- _Your instructions_:
Using the listing below, work out how many lines contain the word "CompanySize", and respond with that number alone.

- _Data to process_:
○ ○ ○ ○ ○ ○ ○

//! Normalization and deduplication of raw company rows.
//!
//! Cleaning never fails: every field has a default. The order of the steps
//! matters, in particular the all-missing drop rule looks at the values as
//! they were read, before `unknown` is filled in.

use serde::Serialize;
use std::collections::HashSet;
use tracing::debug;

use crate::parser::{RawTable, column_roles};
use crate::record::{Column, CompanySize, Record, Table, UNKNOWN, derive_country};

/// Row counts observed while cleaning.
#[derive(Debug, Clone, Copy, Default, PartialEq, Eq, Serialize)]
pub struct CleanStats {
    pub rows_in: usize,
    pub duplicates_removed: usize,
    pub rows_dropped: usize,
    pub rows_out: usize,
}

/// Cleans `raw`, discarding the row counts.
pub fn clean(raw: RawTable) -> Table {
    clean_with_stats(raw).0
}

/// Deduplicates, drops empty rows, normalizes and derives columns.
///
/// `raw` must carry every required column, which [`crate::parser::parse_companies`]
/// guarantees; a missing one reads as an all-missing column.
#[tracing::instrument(skip_all, fields(rows = raw.rows.len()))]
pub fn clean_with_stats(raw: RawTable) -> (Table, CleanStats) {
    let roles = column_roles(&raw.headers);
    let position = |column: Column| roles.iter().position(|r| *r == Some(column));

    let name_at = position(Column::CompanyName);
    let focus_at = position(Column::Focus);
    let sector_at = position(Column::Sector);
    let region_at = position(Column::Region);
    let size_at = position(Column::Size);

    // Output layout: input order, extras numbered as they appear, derived
    // columns appended unless the input already had them.
    let mut columns = Vec::with_capacity(raw.headers.len() + 2);
    let mut extra_names = Vec::new();
    let mut extra_positions = Vec::new();
    for (i, role) in roles.iter().enumerate() {
        match role {
            Some(column) => columns.push(*column),
            None => {
                columns.push(Column::Extra(extra_names.len()));
                extra_names.push(raw.headers[i].clone());
                extra_positions.push(i);
            }
        }
    }
    for derived in [Column::SizeCategory, Column::Country] {
        if !columns.contains(&derived) {
            columns.push(derived);
        }
    }

    let mut stats = CleanStats {
        rows_in: raw.rows.len(),
        ..Default::default()
    };
    let mut seen: HashSet<Option<String>> = HashSet::new();
    let mut records = Vec::with_capacity(raw.rows.len());

    for mut row in raw.rows {
        let mut take = |at: Option<usize>| at.and_then(|i| row.get_mut(i)?.take());

        let company_name = take(name_at);
        if seen.contains(&company_name) {
            stats.duplicates_removed += 1;
            continue;
        }
        seen.insert(company_name.clone());

        let focus = take(focus_at);
        let sector = take(sector_at);
        let region = take(region_at);
        let size = take(size_at);

        if sector.is_none() && region.is_none() && size.is_none() {
            stats.rows_dropped += 1;
            continue;
        }

        let region = normalize(region);
        let size = CompanySize::parse(&normalize(size));
        let extras = extra_positions
            .iter()
            .map(|&i| row.get_mut(i)?.take())
            .collect();

        records.push(Record {
            company_name,
            focus: normalize(focus),
            sector: normalize(sector),
            country: derive_country(&region),
            region,
            size,
            size_category: size.category(),
            extras,
        });
    }

    stats.rows_out = records.len();
    debug!(
        rows_in = stats.rows_in,
        duplicates_removed = stats.duplicates_removed,
        rows_dropped = stats.rows_dropped,
        rows_out = stats.rows_out,
        "Company table cleaned"
    );

    (
        Table {
            columns,
            extra_names,
            records,
        },
        stats,
    )
}

/// Fills a missing value with `unknown`, otherwise lowercases and trims it.
fn normalize(value: Option<String>) -> String {
    match value {
        Some(v) => v.to_lowercase().trim().to_string(),
        None => UNKNOWN.to_string(),
    }
}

○ ○ ○ ○ ○ ○ ○

- _Answer for the task_:
2